Но тут эстафету переняла Колумбия, стряхнувшая с себя испанское иго:
– Патриоты и авантюристы, мой порт Картахена открыт для вас! Здесь вы сможете без всяких хлопот обзавестись жалованной грамотой и плавать под колумбийским флагом.
Дело пошло на лад. Нельзя не посочувствовать Испании, землю которой оккупировала наполеоновская армия, а флот трепали на морях бандиты всех мастей; сплошь и рядом они не брали никакого поручительства, поскольку за испанский флаг некому было вступиться, а просто грабили встреченное испанское судно, после чего спокойно продолжали плыть своей дорогой.
Новая вспышка флибустьерской активности не могла пройти мимо внимания капиталистов, готовых вложить деньги в любое прибыльное предприятие. Именно в те времена на американском Юге возникли состояния, которые затем были преумножены наследниками, мало обеспокоенными вопросом, откуда вдруг взялись у их родителей бешеные деньги. Отдельные газеты и благочестивые ассоциации пытались было поднять голос против «узаконенного грабежа», возбудить общественное мнение. Куда там! Проценты на вложенный капитал были столь ошеломительными, что о прекращении разбоя не могло быть и речи. Капиталисты разве что стали действовать чуть менее открыто: зачем дразнить окружающих?
Что касается исполнителей, то для них главная проблема вырисовывалась четко: найти укромные базы, закрытые от яростных ветров, куда не могли бы войти крупные военные корабли и откуда было бы удобно сплавлять награбленный товар.

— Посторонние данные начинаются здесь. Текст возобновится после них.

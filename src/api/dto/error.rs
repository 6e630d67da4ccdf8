//! Error response DTOs.

use serde::{Deserialize, Serialize};
use serde_json::Value as JsonValue;
use utoipa::ToSchema;

/// Standard error response format.
#[derive(Debug, Serialize, Deserialize, ToSchema)]
pub struct ErrorResponse {
    #[schema(example = "NOT_FOUND")]
    pub code: String,
    pub message: String,
    #[serde(skip_serializing_if = "Option::is_none")]
    #[schema(value_type = Option<Object>)]
    pub details: Option<JsonValue>,
    #[serde(skip_serializing_if = "Option::is_none")]
    pub request_id: Option<String>,
}

impl ErrorResponse {
    /// Creates a new error response with code and message.
    pub fn new(code: &str, message: impl Into<String>) -> Self {
        Self {
            code: code.to_string(),
            message: message.into(),
            details: None,
            request_id: None,
        }
    }

    /// Adds structured details to the error response.
    pub fn with_details(mut self, details: JsonValue) -> Self {
        self.details = Some(details);
        self
    }

    /// Adds request ID to the error response for correlation.
    pub fn with_request_id(mut self, request_id: impl Into<String>) -> Self {
        self.request_id = Some(request_id.into());
        self
    }
}
//! Memory cache implementation using cached::SizedCache.
//!
//! `SizedCache` bounds the number of entries (LRU eviction); expiry is
//! tracked per entry so sessions and blacklist records can outlive the
//! default TTL.

use std::sync::Mutex;
use std::time::{Duration, Instant};

use async_trait::async_trait;
use cached::{Cached, SizedCache};

use crate::cache::{AppCache, CacheError};
use crate::config::settings::MemoryCacheConfig;

struct Entry {
    value: Vec<u8>,
    expires_at: Instant,
}

impl Entry {
    fn is_expired(&self, now: Instant) -> bool {
        now >= self.expires_at
    }
}

/// In-memory cache with size limit and per-entry TTL.
pub struct MemoryCache {
    store: Mutex<SizedCache<String, Entry>>,
    default_ttl: Duration,
}

impl MemoryCache {
    pub fn new(config: &MemoryCacheConfig) -> Self {
        Self {
            store: Mutex::new(SizedCache::with_size(config.max_size.max(1))),
            default_ttl: Duration::from_secs(config.ttl_seconds),
        }
    }

    fn lock(&self) -> Result<std::sync::MutexGuard<'_, SizedCache<String, Entry>>, CacheError> {
        self.store
            .lock()
            .map_err(|e| CacheError::Operation(e.to_string()))
    }
}

#[async_trait]
impl AppCache for MemoryCache {
    async fn get(&self, key: &str) -> Result<Option<Vec<u8>>, CacheError> {
        let mut store = self.lock()?;
        let now = Instant::now();

        let hit = store
            .cache_get(key)
            .map(|entry| (!entry.is_expired(now)).then(|| entry.value.clone()));

        match hit {
            Some(Some(value)) => Ok(Some(value)),
            Some(None) => {
                store.cache_remove(key);
                Ok(None)
            }
            None => Ok(None),
        }
    }

    async fn set(
        &self,
        key: &str,
        value: Vec<u8>,
        ttl: Option<Duration>,
    ) -> Result<(), CacheError> {
        let mut store = self.lock()?;
        let expires_at = Instant::now() + ttl.unwrap_or(self.default_ttl);
        store.cache_set(key.to_string(), Entry { value, expires_at });
        Ok(())
    }

    async fn remove(&self, key: &str) -> Result<(), CacheError> {
        let mut store = self.lock()?;
        store.cache_remove(key);
        Ok(())
    }

    async fn take(&self, key: &str) -> Result<Option<Vec<u8>>, CacheError> {
        let mut store = self.lock()?;
        let now = Instant::now();
        Ok(store
            .cache_remove(key)
            .filter(|entry| !entry.is_expired(now))
            .map(|entry| entry.value))
    }

    async fn clear(&self) -> Result<(), CacheError> {
        let mut store = self.lock()?;
        store.cache_clear();
        Ok(())
    }
}

#[cfg(test)]
mod tests {
    use super::*;

    fn cache(max_size: usize) -> MemoryCache {
        MemoryCache::new(&MemoryCacheConfig {
            max_size,
            ttl_seconds: 60,
        })
    }

    #[tokio::test]
    async fn test_set_get_remove() {
        let cache = cache(10);
        cache.set("a", b"1".to_vec(), None).await.unwrap();
        assert_eq!(cache.get("a").await.unwrap(), Some(b"1".to_vec()));

        cache.remove("a").await.unwrap();
        assert_eq!(cache.get("a").await.unwrap(), None);
    }

    #[tokio::test]
    async fn test_entry_expires_after_its_own_ttl() {
        let cache = cache(10);
        cache
            .set("short", b"x".to_vec(), Some(Duration::from_millis(20)))
            .await
            .unwrap();
        cache.set("long", b"y".to_vec(), None).await.unwrap();

        tokio::time::sleep(Duration::from_millis(60)).await;

        assert_eq!(cache.get("short").await.unwrap(), None);
        assert_eq!(cache.get("long").await.unwrap(), Some(b"y".to_vec()));
    }

    #[tokio::test]
    async fn test_take_is_single_use() {
        let cache = cache(10);
        cache.set("state", b"github".to_vec(), None).await.unwrap();

        assert_eq!(cache.take("state").await.unwrap(), Some(b"github".to_vec()));
        assert_eq!(cache.take("state").await.unwrap(), None);
    }

    #[tokio::test]
    async fn test_size_limit_evicts_least_recent() {
        let cache = cache(2);
        cache.set("a", b"1".to_vec(), None).await.unwrap();
        cache.set("b", b"2".to_vec(), None).await.unwrap();
        cache.set("c", b"3".to_vec(), None).await.unwrap();

        assert_eq!(cache.get("a").await.unwrap(), None);
        assert!(cache.get("c").await.unwrap().is_some());
    }

    #[tokio::test]
    async fn test_clear() {
        let cache = cache(10);
        cache.set("a", b"1".to_vec(), None).await.unwrap();
        cache.clear().await.unwrap();
        assert_eq!(cache.get("a").await.unwrap(), None);
    }
}
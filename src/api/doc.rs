use utoipa::openapi::security::{HttpAuthScheme, HttpBuilder, SecurityScheme};
use utoipa::{Modify, OpenApi};

pub const USER_TAG: &str = "User";
pub const AUTH_TAG: &str = "Auth";
pub const HEALTH_TAG: &str = "Health";

#[derive(OpenApi)]
#[openapi(
    info(
        title = "Accounts",
        description = "User accounts, authentication and profiles",
    ),
    modifiers(&SecurityAddon),
    components(
        schemas(
            crate::api::dto::ErrorResponse,
            crate::models::OAuthProvider,
            crate::models::OnlineStatus,
        )
    ),
    tags(
        (name = USER_TAG, description = "Profile and user lookup endpoints"),
        (name = AUTH_TAG, description = "Authentication endpoints"),
        (name = HEALTH_TAG, description = "Health check endpoints"),
    )
)]
pub struct ApiDoc;

pub struct SecurityAddon;

impl Modify for SecurityAddon {
    fn modify(&self, openapi: &mut utoipa::openapi::OpenApi) {
        if let Some(components) = openapi.components.as_mut() {
            components.add_security_scheme(
                "bearerAuth",
                SecurityScheme::Http(
                    HttpBuilder::new()
                        .scheme(HttpAuthScheme::Bearer)
                        .bearer_format("JWT")
                        .description(Some("JWT Bearer Token Authentication"))
                        .build(),
                ),
            )
        }
    }
}
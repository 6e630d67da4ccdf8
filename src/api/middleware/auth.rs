//! JWT authentication middleware.

use axum::{
    extract::{Request, State},
    http::{HeaderMap, header},
    middleware::Next,
    response::Response,
};

use crate::error::{AppError, AppResult};
use crate::models::User;
use crate::state::AppState;

/// The authenticated user, added to request extensions by
/// [`auth_middleware`] and extracted in handlers with `Extension<AuthUser>`.
#[derive(Debug, Clone)]
pub struct AuthUser(pub User);

impl AuthUser {
    pub fn id(&self) -> i32 {
        self.0.id
    }
}

/// Token of an `Authorization: Bearer <token>` header.
fn bearer_token(headers: &HeaderMap) -> AppResult<&str> {
    let value = headers
        .get(header::AUTHORIZATION)
        .and_then(|h| h.to_str().ok())
        .ok_or_else(|| AppError::unauthorized("Missing authorization header"))?;

    value
        .strip_prefix("Bearer ")
        .map(str::trim)
        .filter(|token| !token.is_empty())
        .ok_or_else(|| {
            AppError::unauthorized("Invalid authorization header format. Expected: Bearer <token>")
        })
}

/// Rejects the request with 401 unless it carries a valid access token
/// whose credentials version is still current.
///
/// # Example
/// ```ignore
/// Router::new()
///     .route("/protected", get(handler))
///     .route_layer(middleware::from_fn_with_state(state.clone(), auth_middleware))
/// ```
pub async fn auth_middleware(
    State(state): State<AppState>,
    mut request: Request,
    next: Next,
) -> Result<Response, AppError> {
    let token = bearer_token(request.headers())?;
    let user = state.services.auth.authenticate(token).await?;

    tracing::debug!(user_id = user.id, "Request authenticated");
    request.extensions_mut().insert(AuthUser(user));

    Ok(next.run(request).await)
}

#[cfg(test)]
mod tests {
    use axum::http::HeaderValue;

    use super::*;

    fn headers(value: &str) -> HeaderMap {
        let mut headers = HeaderMap::new();
        headers.insert(header::AUTHORIZATION, HeaderValue::from_str(value).unwrap());
        headers
    }

    #[test]
    fn test_bearer_token() {
        assert_eq!(bearer_token(&headers("Bearer abc.def")).unwrap(), "abc.def");
    }

    #[test]
    fn test_bearer_token_errors() {
        assert!(matches!(
            bearer_token(&HeaderMap::new()),
            Err(AppError::Unauthorized { message }) if message == "Missing authorization header"
        ));
        assert!(bearer_token(&headers("Basic abc")).is_err());
        assert!(bearer_token(&headers("Bearer ")).is_err());
    }
}
//! Data Transfer Objects for API requests and responses.
//!
//! DTOs are organized by domain:
//! - `auth` - Sign-up, sign-in, token and password DTOs
//! - `user` - Profile request/response DTOs
//! - `error` - Common error response DTOs
//! - `pagination` - Cursor pagination DTOs
//! - `health` - Health check DTOs

mod auth;
mod error;
mod health;
mod pagination;
mod user;

pub use auth::{
    AuthResponse, ConfirmEmailRequest, ForgotPasswordRequest, MessageResponse,
    OAuthCallbackParams, RefreshTokenRequest, ResetPasswordRequest, SignInRequest,
    SignUpRequest, UpdatePasswordRequest,
};
pub use error::ErrorResponse;
pub use health::{ComponentHealth, HealthResponse, HealthStatus};
pub use pagination::{PageInfoResponse, UserEdge, UserPageResponse, UserQueryParams};
pub use user::{
    DeleteAccountRequest, MeResponse, PictureParams, UpdateEmailRequest, UpdateNameRequest,
    UpdateOnlineStatusRequest, UpdateUsernameRequest, UserResponse,
};
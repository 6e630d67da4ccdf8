//! Health check endpoint handlers.
//!
//! Probes talk to the database pool and the cache directly rather than
//! going through the service layer.

use std::collections::BTreeMap;
use std::time::{Duration, Instant};

use axum::{extract::State, http::StatusCode, response::Json};
use utoipa_axum::router::OpenApiRouter;
use utoipa_axum::routes;

use crate::api::doc::HEALTH_TAG;
use crate::api::dto::{ComponentHealth, HealthResponse, HealthStatus};
use crate::state::AppState;

const CACHE_PROBE_KEY: &str = "health:probe";

/// Creates health check routes.
///
/// # Routes
/// - `GET /health` - Component report
/// - `GET /health/ready` - Readiness probe
/// - `GET /health/live` - Liveness probe
pub fn health_routes() -> OpenApiRouter<AppState> {
    OpenApiRouter::new()
        .routes(routes!(health_check))
        .routes(routes!(readiness_check))
        .routes(routes!(liveness_check))
}

/// Component health report
///
/// Database failures make the service unhealthy; cache failures only
/// degrade it.
#[utoipa::path(
    get,
    path = "/health",
    responses(
        (status = 200, description = "Service is healthy or degraded", body = HealthResponse),
        (status = 503, description = "Service is unhealthy", body = HealthResponse)
    ),
    tag = HEALTH_TAG
)]
async fn health_check(State(state): State<AppState>) -> (StatusCode, Json<HealthResponse>) {
    let response = collect_checks(&state).await;
    let status = match response.status {
        HealthStatus::Healthy | HealthStatus::Degraded => StatusCode::OK,
        HealthStatus::Unhealthy => StatusCode::SERVICE_UNAVAILABLE,
    };
    (status, Json(response))
}

/// Readiness probe
///
/// Ready only when every component is healthy.
#[utoipa::path(
    get,
    path = "/health/ready",
    responses(
        (status = 200, description = "Service is ready"),
        (status = 503, description = "Service is not ready")
    ),
    tag = HEALTH_TAG
)]
async fn readiness_check(State(state): State<AppState>) -> StatusCode {
    match collect_checks(&state).await.status {
        HealthStatus::Healthy => StatusCode::OK,
        HealthStatus::Degraded | HealthStatus::Unhealthy => StatusCode::SERVICE_UNAVAILABLE,
    }
}

/// Liveness probe
#[utoipa::path(
    get,
    path = "/health/live",
    responses(
        (status = 200, description = "Service is alive")
    ),
    tag = HEALTH_TAG
)]
async fn liveness_check() -> StatusCode {
    StatusCode::OK
}

async fn collect_checks(state: &AppState) -> HealthResponse {
    let mut checks = BTreeMap::new();
    checks.insert("database".to_string(), check_database(state).await);
    checks.insert("cache".to_string(), check_cache(state).await);
    HealthResponse::from_checks(&state.settings.application.version, checks)
}

fn elapsed_ms(start: Instant) -> u64 {
    u64::try_from(start.elapsed().as_millis()).unwrap_or(u64::MAX)
}

async fn check_database(state: &AppState) -> ComponentHealth {
    let start = Instant::now();

    let Some(pool) = &state.db_pool else {
        return ComponentHealth::new(HealthStatus::Unhealthy, "Not configured", 0);
    };

    match pool.get().await {
        Ok(mut conn) => {
            use diesel_async::RunQueryDsl;

            match diesel::sql_query("SELECT 1").execute(&mut conn).await {
                Ok(_) => ComponentHealth::new(HealthStatus::Healthy, "Connected", elapsed_ms(start)),
                Err(e) => ComponentHealth::new(
                    HealthStatus::Unhealthy,
                    format!("Query failed: {e}"),
                    elapsed_ms(start),
                ),
            }
        }
        Err(e) => ComponentHealth::new(
            HealthStatus::Unhealthy,
            format!("Connection failed: {e}"),
            elapsed_ms(start),
        ),
    }
}

/// Sessions and token revocation live in the cache, so a disabled cache
/// counts as degraded.
async fn check_cache(state: &AppState) -> ComponentHealth {
    let start = Instant::now();

    if !state.cache.is_enabled() {
        return ComponentHealth::new(HealthStatus::Degraded, "Disabled", 0);
    }

    let probe = async {
        state
            .cache
            .set(CACHE_PROBE_KEY, b"ok".to_vec(), Some(Duration::from_secs(10)))
            .await?;
        state.cache.get(CACHE_PROBE_KEY).await
    };

    match probe.await {
        Ok(Some(_)) => ComponentHealth::new(HealthStatus::Healthy, "Connected", elapsed_ms(start)),
        Ok(None) => ComponentHealth::new(
            HealthStatus::Degraded,
            "Probe value missing",
            elapsed_ms(start),
        ),
        Err(e) => ComponentHealth::new(
            HealthStatus::Degraded,
            format!("Cache error: {e}"),
            elapsed_ms(start),
        ),
    }
}
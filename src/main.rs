use accounts_rs::cli::{Cli, execute_command, init_logger_from_settings, load_and_merge_config};
use clap::Parser;

#[tokio::main]
async fn main() -> anyhow::Result<()> {
    let cli = Cli::parse();

    let settings = load_and_merge_config(&cli)?;
    init_logger_from_settings(&settings)?;

    execute_command(&cli, settings).await
}
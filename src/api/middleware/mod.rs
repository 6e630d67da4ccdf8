//! Middleware components for request processing.
//!
//! This module contains middleware for logging, request ID tracking,
//! error handling, and authentication.

mod auth;
mod error_handler;
mod logging;
mod request_id;

pub use auth::{AuthUser, auth_middleware};
pub use error_handler::{error_to_code, error_to_status_code, global_error_handler};
pub use logging::logging_middleware;
pub use request_id::{REQUEST_ID_HEADER, RequestId, current_request_id, request_id_middleware};
//! Cursor pagination DTOs for API requests and responses.

use serde::{Deserialize, Serialize};
use utoipa::{IntoParams, ToSchema};
use validator::Validate;

use crate::api::dto::UserResponse;
use crate::models::User;
use crate::repositories::{MAX_PAGE_SIZE, Page, PageInfo};

/// Query parameters of the user listing.
#[derive(Debug, Default, Deserialize, IntoParams, Validate)]
pub struct UserQueryParams {
    /// Case-insensitive match on the display name
    #[validate(length(max = 100, message = "Search must be at most 100 characters"))]
    pub search: Option<String>,

    /// Page size (default 10, max 50)
    #[validate(range(min = 1, max = MAX_PAGE_SIZE, message = "first must be between 1 and 50"))]
    #[param(minimum = 1, maximum = 50, example = 10)]
    pub first: Option<i64>,

    /// `end_cursor` of the previous page
    pub after: Option<String>,
}

#[derive(Debug, Serialize, Deserialize, ToSchema)]
pub struct PageInfoResponse {
    pub start_cursor: Option<String>,
    pub end_cursor: Option<String>,
    pub has_next_page: bool,
    pub has_previous_page: bool,
}

impl From<PageInfo> for PageInfoResponse {
    fn from(info: PageInfo) -> Self {
        Self {
            start_cursor: info.start_cursor,
            end_cursor: info.end_cursor,
            has_next_page: info.has_next_page,
            has_previous_page: info.has_previous_page,
        }
    }
}

#[derive(Debug, Serialize, Deserialize, ToSchema)]
pub struct UserEdge {
    pub node: UserResponse,
    pub cursor: String,
}

/// One page of users in keyset order.
#[derive(Debug, Serialize, Deserialize, ToSchema)]
pub struct UserPageResponse {
    pub edges: Vec<UserEdge>,
    pub page_info: PageInfoResponse,
    /// Number of users matching the filter, across all pages
    #[schema(example = 42)]
    pub total_count: i64,
}

impl From<Page<User>> for UserPageResponse {
    fn from(page: Page<User>) -> Self {
        let page = page.map(UserResponse::from);
        Self {
            edges: page
                .edges
                .into_iter()
                .map(|edge| UserEdge {
                    node: edge.node,
                    cursor: edge.cursor,
                })
                .collect(),
            page_info: page.page_info.into(),
            total_count: page.total_count,
        }
    }
}
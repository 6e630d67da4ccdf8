use std::sync::Arc;

use async_trait::async_trait;
use serde::{Deserialize, Serialize};
use serde_json::Value as JsonValue;
use tokio_util::sync::CancellationToken;
use uuid::Uuid;

use crate::error::AppResult;
use crate::external::storage::Uploader;

/// Job execution context passed to tasks
#[derive(Clone)]
pub struct JobContext {
    pub job_id: Uuid,
    pub task_type: String,
    /// Zero-based attempt number
    pub attempt: u32,
    pub uploader: Arc<dyn Uploader>,
    pub cancellation_token: CancellationToken,
}

/// A serialized task waiting in the queue.
#[derive(Debug, Clone, PartialEq, Serialize, Deserialize)]
pub struct QueuedJob {
    pub id: Uuid,
    pub task_type: String,
    pub payload: JsonValue,
}

/// Final state of a job once the executor is done with it.
#[derive(Debug, Clone, PartialEq, Eq)]
pub enum JobOutcome {
    Succeeded { attempts: u32 },
    Failed { attempts: u32, error: String },
    Cancelled { attempts: u32 },
}

impl JobOutcome {
    pub fn attempts(&self) -> u32 {
        match self {
            JobOutcome::Succeeded { attempts }
            | JobOutcome::Failed { attempts, .. }
            | JobOutcome::Cancelled { attempts } => *attempts,
        }
    }
}

/// Trait that all job tasks must implement
#[async_trait]
pub trait JobTask: Send + Sync + std::fmt::Debug {
    /// Unique identifier for this task type
    fn task_type() -> &'static str
    where
        Self: Sized;

    /// Execute the task
    async fn execute(&self, ctx: JobContext) -> AppResult<()>;

    /// Optional description
    fn description(&self) -> Option<String> {
        None
    }
}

Однажды неприметным днем 1811 года Жан Лафит вышел с рассветом из своего дома в сопровождении двух молодцов, весьма смахивавших на телохранителей; возле Мясного рынка он спустился на дебаркадер и перескочил на палубу парусного баркаса, который сразу же отвалил, держа курс вниз по течению.
Путь был недолгий, о прибытии Лафита знали, потому что в месте, куда он причалил, уже ждали три лошади под седлом. Хозяин с телохранителями проскакали около двух лье до одного из рукавов Миссисипи. Рукава отходят от главного русла задолго до впадения и самостоятельно впадают в Мексиканский залив, если только не упираются в озеро или болото, коим несть числа в покрытой густыми зарослями гигантской дельте.
Рукав, куда прибыл Жан Лафит, называется Баратария. Я спускался по нему на моторной лодке сто пятьдесят лет спустя. За исключением трех первых миль, где ныне высятся судостроительные верфи, пейзаж изменился мало. Жан Лафит сел в длинную лодку, и тотчас восемь гребцов мощными взмахами весел вывели ее на середину протоки.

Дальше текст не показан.